De acordo com o médico veterinário da Unidade de Vigilância de Zoonoses (UVZ), Claudio Douglas de Oliveira Guimarães, uma medida simples pode reduzir o risco de acidentes.
“Em vez de caminhar levantando os pés, o ideal é arrastá-los suavemente pela areia ao entrar na água. Esse movimento provoca uma pequena vibração e faz com que a arraia perceba a aproximação da pessoa, tendo a oportunidade de se afastar naturalmente, evitando o contato e diminuindo as chances de um acidente”, explicou.
O especialista também orienta que os banhistas não tentem tocar ou capturar arraias, mesmo quando elas estiverem próximas da faixa de areia.
“As arraias não são animais agressivos e os acidentes geralmente acontecem como uma reação de defesa, quando elas se sentem ameaçadas ou são pisadas acidentalmente. Por isso, a prevenção e o respeito ao espaço desses animais são fundamentais”, afirmou.

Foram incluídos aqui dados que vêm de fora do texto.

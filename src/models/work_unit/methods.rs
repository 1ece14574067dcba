use chrono::Utc;

use crate::errors::{Result, WorkflowError};
use crate::models::discovery::{active, next_item_id, Discoverable, DiscoveryEntry, QuestionItem};

use super::types::{HistoryEntry, WorkStatus, WorkUnit, WorkUnitType};

impl WorkUnit {
    /// A fresh unit in `Backlog` with its initial history entry.
    pub fn new(id: String, title: String, unit_type: WorkUnitType) -> Self {
        let now = Utc::now();

        Self {
            id,
            title,
            unit_type,
            description: None,
            status: WorkStatus::Backlog,
            parent: None,
            children: Vec::new(),
            blocks: Vec::new(),
            blocked_by: Vec::new(),
            depends_on: Vec::new(),
            relates_to: Vec::new(),
            blocked_reason: None,
            questions: Vec::new(),
            rules: Vec::new(),
            examples: Vec::new(),
            estimate: None,
            linked_features: Vec::new(),
            state_history: vec![HistoryEntry {
                state: WorkStatus::Backlog,
                timestamp: now,
                reason: None,
            }],
            created_at: now,
            updated_at: now,
        }
    }

    /// Record a transition on the unit itself.
    ///
    /// Sets the status, keeps `blocked_reason` in step with it and appends a
    /// history entry. Callers are responsible for the legality checks and for
    /// moving the id between state columns.
    pub(crate) fn record_transition(&mut self, new_status: WorkStatus, reason: Option<String>) {
        let now = Utc::now();

        self.blocked_reason = if new_status == WorkStatus::Blocked {
            reason.clone().or_else(|| self.blocked_reason.take())
        } else {
            None
        };
        self.status = new_status;
        self.state_history.push(HistoryEntry {
            state: new_status,
            timestamp: now,
            reason,
        });
        self.updated_at = now;
    }

    pub fn touch(&mut self) {
        self.updated_at = Utc::now();
    }

    /// Every unit id this unit points at through hierarchy or relations.
    pub fn referenced_ids(&self) -> impl Iterator<Item = &String> {
        self.parent
            .iter()
            .chain(&self.children)
            .chain(&self.blocks)
            .chain(&self.blocked_by)
            .chain(&self.depends_on)
            .chain(&self.relates_to)
    }

    /// Whether the unit has any relation edge of any kind.
    pub fn has_relations(&self) -> bool {
        !(self.blocks.is_empty()
            && self.blocked_by.is_empty()
            && self.depends_on.is_empty()
            && self.relates_to.is_empty())
    }

    pub fn unanswered_questions(&self) -> Vec<u32> {
        active(&self.questions)
            .filter(|q| !q.selected)
            .map(|q| q.id)
            .collect()
    }

    pub fn has_examples(&self) -> bool {
        active(&self.examples).next().is_some()
    }

    pub fn add_question(&mut self, text: String) -> u32 {
        let id = next_item_id(&self.questions);
        self.questions.push(QuestionItem {
            id,
            text,
            selected: false,
            answer: None,
            deleted: false,
            created_at: Utc::now(),
            deleted_at: None,
        });
        self.touch();
        id
    }

    /// Answer a question, optionally capturing the answer as a new rule.
    pub fn answer_question(
        &mut self,
        question_id: u32,
        answer: String,
        add_rule: bool,
    ) -> Result<Option<u32>> {
        let unit_id = self.id.clone();
        let question = self
            .questions
            .iter_mut()
            .find(|q| q.id == question_id && !q.deleted)
            .ok_or(WorkflowError::ArtifactNotFound {
                id: unit_id,
                kind: "Question",
                artifact: question_id,
            })?;

        question.selected = true;
        question.answer = Some(answer.clone());

        let rule_id = if add_rule {
            Some(self.add_rule(answer))
        } else {
            self.touch();
            None
        };
        Ok(rule_id)
    }

    pub fn remove_question(&mut self, question_id: u32) -> Result<()> {
        set_deleted(&self.id, &mut self.questions, "Question", question_id, true)?;
        self.touch();
        Ok(())
    }

    pub fn restore_question(&mut self, question_id: u32) -> Result<()> {
        set_deleted(&self.id, &mut self.questions, "Question", question_id, false)?;
        self.touch();
        Ok(())
    }

    pub fn add_rule(&mut self, text: String) -> u32 {
        let id = push_entry(&mut self.rules, text);
        self.touch();
        id
    }

    pub fn remove_rule(&mut self, rule_id: u32) -> Result<()> {
        set_deleted(&self.id, &mut self.rules, "Rule", rule_id, true)?;
        self.touch();
        Ok(())
    }

    pub fn restore_rule(&mut self, rule_id: u32) -> Result<()> {
        set_deleted(&self.id, &mut self.rules, "Rule", rule_id, false)?;
        self.touch();
        Ok(())
    }

    pub fn add_example(&mut self, text: String) -> u32 {
        let id = push_entry(&mut self.examples, text);
        self.touch();
        id
    }

    pub fn remove_example(&mut self, example_id: u32) -> Result<()> {
        set_deleted(&self.id, &mut self.examples, "Example", example_id, true)?;
        self.touch();
        Ok(())
    }

    pub fn restore_example(&mut self, example_id: u32) -> Result<()> {
        set_deleted(&self.id, &mut self.examples, "Example", example_id, false)?;
        self.touch();
        Ok(())
    }

    /// Link a feature file by name. Returns `false` if it was already linked.
    pub fn link_feature(&mut self, feature: String) -> bool {
        if self.linked_features.contains(&feature) {
            return false;
        }
        self.linked_features.push(feature);
        self.touch();
        true
    }

    pub fn unlink_feature(&mut self, feature: &str) -> bool {
        let before = self.linked_features.len();
        self.linked_features.retain(|f| f != feature);
        let removed = self.linked_features.len() != before;
        if removed {
            self.touch();
        }
        removed
    }
}

fn push_entry(entries: &mut Vec<DiscoveryEntry>, text: String) -> u32 {
    let id = next_item_id(entries);
    entries.push(DiscoveryEntry {
        id,
        text,
        deleted: false,
        created_at: Utc::now(),
        deleted_at: None,
    });
    id
}

/// Flip the soft-delete flag. Deleting an already deleted entry, or
/// restoring a live one, is reported as not found.
fn set_deleted<T: Discoverable>(
    unit_id: &str,
    items: &mut [T],
    kind: &'static str,
    item_id: u32,
    deleted: bool,
) -> Result<()> {
    let item = items
        .iter_mut()
        .find(|item| item.item_id() == item_id && item.is_deleted() != deleted)
        .ok_or_else(|| WorkflowError::ArtifactNotFound {
            id: unit_id.to_string(),
            kind,
            artifact: item_id,
        })?;
    item.set_deleted(deleted, Utc::now());
    Ok(())
}
pub mod locking;
pub mod store;
pub mod transaction;

pub use locking::{FileLock, LockPolicy};
pub use store::{read_document, write_document};
pub use transaction::{with_transaction, Workspace};
pub mod artifacts;
pub mod commands;
pub mod config;
pub mod errors;
pub mod fs;
pub mod graph;
pub mod models;
pub mod prioritize;
pub mod validation;
pub mod verify;

pub use errors::{Result, WorkflowError};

Ainda segundo o veterinário, crianças devem permanecer sempre acompanhadas por um adulto, e os banhistas devem seguir as orientações das equipes de vigilância que atuam nas praias durante o veraneio.
O que fazer para evitar acidentes
A Sesma orienta os banhistas a:
Arrastar os pés na areia ao entrar na água, em vez de caminhar normalmente;
Evitar tocar, capturar ou manusear arraias;
Manter crianças sob supervisão constante;
Respeitar as orientações das equipes de vigilância nas praias.
O que fazer em caso de ferroada
Em caso de acidente, a recomendação é procurar imediatamente a unidade de saúde mais próxima.
A Sesma alerta que não é indicado utilizar substâncias caseiras, fazer cortes no local da lesão ou tentar retirar fragmentos do ferrão sem atendimento especializado. Segundo o órgão, a limpeza adequada do ferimento e o tratamento precoce ajudam a aliviar a dor, prevenir infecções e evitar complicações.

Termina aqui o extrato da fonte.